# Cichlid Feeding guideline



## sabv (Jul 9, 2010)

Hi,

I have around 40 cichlids (mostly less than 2 inches and four or five adults). I am looking for feeding guidelines. I have NLS grains. On the box, it suggests feeding them 2 to 3 times a day. One of the breeders advised to feed only once a day. I am afraid, if we feed too less than larger fish might eat smaller fish if hungry. If I feed too frequently, then water will get affected.

Thanks for your help.

Sabv


----------



## Philip.Chan.92 (Apr 25, 2010)

Experiment with how much you gotta feed, after a feeding, if there is food leftover (10 mins is sufficient) then fish it out and reduce your feedings accordingly, usually when they are still hungry, they will hover at the front of the tank waiting for more food (this is if they are accustomed to the tank and you as their "food supplier"), If they get fat then reduce how much you feed them.
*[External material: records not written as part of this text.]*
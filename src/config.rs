//! Configuration
//!
//! Settings come from an optional `testbox.toml`; command-line flags and
//! `TESTBOX_*` environment variables override them in the CLI. A project's
//! `box.json` may name the runner under `testbox.runner`.

use crate::error::{Result, TestboxError};
use serde::Deserialize;
use std::fs;
use std::path::{Path, PathBuf};
use tracing::debug;

pub const DEFAULT_CONFIG_FILE: &str = "testbox.toml";
pub const DEFAULT_RUNNER_URL: &str = "http://localhost:8080/tests/runner.cfm";

/// Which block parser discovers tests
#[derive(Debug, Clone, Copy, Default, PartialEq, Eq, Deserialize, clap::ValueEnum)]
#[serde(rename_all = "lowercase")]
pub enum ParserKind {
    #[default]
    Text,
    Tokens,
}

#[derive(Debug, Clone, PartialEq, Deserialize)]
#[serde(default)]
pub struct Config {
    pub runner_url: String,
    /// Explicit tokenizer binary; the bundled one is used when unset
    pub tokenizer_path: Option<PathBuf>,
    pub resources_dir: PathBuf,
    pub parser: ParserKind,
}

impl Default for Config {
    fn default() -> Self {
        Config {
            runner_url: DEFAULT_RUNNER_URL.to_string(),
            tokenizer_path: None,
            resources_dir: PathBuf::from("resources/cftokens"),
            parser: ParserKind::Text,
        }
    }
}

impl Config {
    pub fn from_toml(text: &str) -> Result<Self> {
        toml::from_str(text).map_err(|e| TestboxError::Config(e.to_string()))
    }

    pub fn load(path: &Path) -> Result<Self> {
        let text = fs::read_to_string(path)
            .map_err(|e| TestboxError::Config(format!("{}: {}", path.display(), e)))?;
        debug!(path = %path.display(), "loaded config");
        Config::from_toml(&text)
    }

    /// Load `explicit` when given, otherwise `testbox.toml` in `dir` if it
    /// exists, otherwise defaults.
    pub fn discover(explicit: Option<&Path>, dir: &Path) -> Result<Self> {
        if let Some(path) = explicit {
            return Config::load(path);
        }
        let candidate = dir.join(DEFAULT_CONFIG_FILE);
        if candidate.is_file() {
            Config::load(&candidate)
        } else {
            Ok(Config::default())
        }
    }

    /// `testbox.runner` from `dir/box.json`, if the manifest names one.
    ///
    /// An unreadable or malformed manifest is treated as absent.
    pub fn runner_from_box_json(dir: &Path) -> Option<String> {
        let text = fs::read_to_string(dir.join("box.json")).ok()?;
        let manifest: serde_json::Value = serde_json::from_str(&text).ok()?;
        match manifest.get("testbox")?.get("runner")? {
            serde_json::Value::String(url) if !url.is_empty() => Some(url.clone()),
            _ => None,
        }
    }

    /// Prefer the project's `box.json` runner over the configured default.
    pub fn with_box_json(mut self, dir: &Path) -> Self {
        if let Some(url) = Config::runner_from_box_json(dir) {
            debug!(runner = %url, "runner url from box.json");
            self.runner_url = url;
        }
        self
    }
}

#[cfg(test)]
mod tests {
    use super::*;
    use pretty_assertions::assert_eq;
    use tempfile::TempDir;

    #[test]
    fn test_defaults() {
        let config = Config::from_toml("").unwrap();
        assert_eq!(config, Config::default());
        assert_eq!(config.runner_url, DEFAULT_RUNNER_URL);
    }

    #[test]
    fn test_partial_file() {
        let config = Config::from_toml("parser = \"tokens\"\nresources_dir = \"/opt/cftokens\"\n").unwrap();
        assert_eq!(config.parser, ParserKind::Tokens);
        assert_eq!(config.resources_dir, PathBuf::from("/opt/cftokens"));
        assert_eq!(config.runner_url, DEFAULT_RUNNER_URL);
    }

    #[test]
    fn test_invalid_file() {
        let err = Config::from_toml("parser = \"regex\"").unwrap_err();
        assert!(matches!(err, TestboxError::Config(_)));
    }

    #[test]
    fn test_discover() {
        let dir = TempDir::new().unwrap();
        assert_eq!(Config::discover(None, dir.path()).unwrap(), Config::default());

        fs::write(dir.path().join(DEFAULT_CONFIG_FILE), "runner_url = \"http://ci/runner.cfm\"").unwrap();
        assert_eq!(Config::discover(None, dir.path()).unwrap().runner_url, "http://ci/runner.cfm");

        let missing = dir.path().join("nope.toml");
        assert!(Config::discover(Some(&missing), dir.path()).is_err());
    }

    #[test]
    fn test_box_json_runner() {
        let dir = TempDir::new().unwrap();
        assert_eq!(Config::runner_from_box_json(dir.path()), None);

        fs::write(dir.path().join("box.json"), r#"{"name": "app", "testbox": {"runner": "http://localhost:9090/tests/runner.cfm"}}"#).unwrap();
        let config = Config::default().with_box_json(dir.path());
        assert_eq!(config.runner_url, "http://localhost:9090/tests/runner.cfm");
    }

    #[test]
    fn test_box_json_without_runner() {
        let dir = TempDir::new().unwrap();
        fs::write(dir.path().join("box.json"), r#"{"testbox": {"runner": []}}"#).unwrap();
        assert_eq!(Config::runner_from_box_json(dir.path()), None);
        fs::write(dir.path().join("box.json"), "not json").unwrap();
        assert_eq!(Config::runner_from_box_json(dir.path()), None);
    }
}
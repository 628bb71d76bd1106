//! Generated names for diagram elements.
//!
//! Every element that later statements refer to by name (participants,
//! frames, comments) gets a name from the diagram's [`IdGenerator`]. Names
//! come from a single counter, so they stay unique across kinds and the
//! sequence depends only on call order.

/// The kind of element a generated name is issued for.
#[derive(Debug, Clone, Copy, PartialEq, Eq, Hash)]
pub enum IdKind {
    Participant,
    Frame,
    Comment,
}

impl IdKind {
    const fn prefix(self) -> &'static str {
        match self {
            Self::Participant => "O",
            Self::Frame => "F",
            Self::Comment => "C",
        }
    }
}

/// Monotonic name source owned by one diagram.
#[derive(Debug, Default, Clone)]
pub struct IdGenerator {
    next: u64,
}

impl IdGenerator {
    pub fn new() -> Self {
        Self::default()
    }

    /// Issue a fresh name such as `O_0`, `F_1` or `C_2`.
    pub fn next(&mut self, kind: IdKind) -> String {
        let name = format!("{}_{}", kind.prefix(), self.next);
        self.next += 1;
        name
    }

    /// Number of names issued so far.
    pub const fn issued(&self) -> u64 {
        self.next
    }
}

#[cfg(test)]
mod tests {
    use super::*;

    #[test]
    fn test_new_generator_has_issued_nothing() {
        assert_eq!(IdGenerator::new().issued(), 0);
    }

    #[test]
    fn test_names_carry_kind_prefix_and_shared_counter() {
        let mut ids = IdGenerator::new();
        assert_eq!(ids.next(IdKind::Participant), "O_0");
        assert_eq!(ids.next(IdKind::Frame), "F_1");
        assert_eq!(ids.next(IdKind::Comment), "C_2");
        assert_eq!(ids.next(IdKind::Participant), "O_3");
        assert_eq!(ids.issued(), 4);
    }

    #[test]
    fn test_sequence_is_deterministic() {
        let mut a = IdGenerator::new();
        let mut b = IdGenerator::new();
        let kinds = [IdKind::Frame, IdKind::Participant, IdKind::Comment];
        for kind in kinds {
            assert_eq!(a.next(kind), b.next(kind));
        }
    }

    mod property_tests {
        use super::*;
        use proptest::prelude::*;
        use std::collections::HashSet;

        fn kind() -> impl Strategy<Value = IdKind> {
            prop_oneof![
                Just(IdKind::Participant),
                Just(IdKind::Frame),
                Just(IdKind::Comment),
            ]
        }

        proptest! {
            #[test]
            fn names_are_pairwise_distinct(kinds in proptest::collection::vec(kind(), 0..500)) {
                let mut ids = IdGenerator::new();
                let mut seen = HashSet::new();
                for kind in &kinds {
                    prop_assert!(seen.insert(ids.next(*kind)));
                }
                prop_assert_eq!(ids.issued(), kinds.len() as u64);
            }
        }
    }
}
If they get skinny then increase the amount. 2 times a day is fine.


----------



## carbonlist (Nov 8, 2009)

Philip.Chan.92 said:


> Experiment with how much you gotta feed, after a feeding, if there is food leftover (10 mins is sufficient) then fish it out and reduce your feedings accordingly, usually when they are still hungry, they will hover at the front of the tank waiting for more food (this is if they are accustomed to the tank and you as their "food supplier"), If they get fat then reduce how much you feed them. If they get skinny then increase the amount. 2 times a day is fine.


Sorry Philip (10mins) is WAYYY TOOOO MUCH!!! I have kept african cichlids for 2.5 years now and my uncle has kept them for 10+ years. I adopted his routine and we feed 2 times a day (2 mins of eating time).

Scoop out the rest after 2 mins in the beginning. Eventually you'll get the hang on how much to feed them.


----------



## Philip.Chan.92 (Apr 25, 2010)

He has a pretty large discrepancy in the sizes of his fish. Guessing adults are 4"+, quite intimidating when you didn't even hit 2 inches yet. The ones you gave me, some of them waited around for the bigger ones I got 4"+ to eat first, and then they came out to eat later. Took a while maybe around 10mins, but they ate it all. If all the fish are on the same level of competitiveness in terms of feeding then it's fine.


----------



## sabv (Jul 9, 2010)

Thanks. 

I notice that since there are only four fish which are 3+ inches, they can't get to all the grain that is dropping so the smaller fish also get the share but I am not sure if they all get to eat within a few minutes. I am experimenting with dropping grains in different parts of tank so that everybody has a fair chance. 
The food is gone within 3 minutes. Also, I put some flakes immediately after the grain to ensure that the flakes are around a little longer for smaller fish. 

Does that seem alright or should I not mix grain with flakes?


----------



## TJM (Dec 23, 2009)

A varied diet is good. I do 2 minutes in the morning and 2 minutes about half an hour before lights out, spirulina flake and NLS pellets. Brine once every 3 weeks to a month. Occasionally I'll not feed at all for one day, maybe once every week and a half to two weeks as it lets their digestive system catch up and helps avoid bloat (or at least that's what I tell myself). Haven't lost any of my first 16 which I introduced over a month about a year ago.


----------



## BillD (Jun 5, 2006)

In my opinion, there is a difference between feeding growing fry/juveniles and adults. When fish are growing, I tend to feed a lot, both in amount and frequency. This of course, means more attention to water quality, through larger more frequent water changes.
Having said that, I have an aquaintance at Martin Mills who helped develop their Profishent line of pellets, and when he spoke at our club and interesting point he made was that if you reduce a fishes intake by 70% from the maximum it can handle it will still grow, albeit much more slowly. This applies more to commercial foods which are far more nutrient dense than live/fresh foods.
When I am growing out angels, I feed very heavily in order to get them to sellable size as quickly as possible. It means daily water changes of 60 to 70%. However, we are talking about spawns that can number up to 400 fry.


----------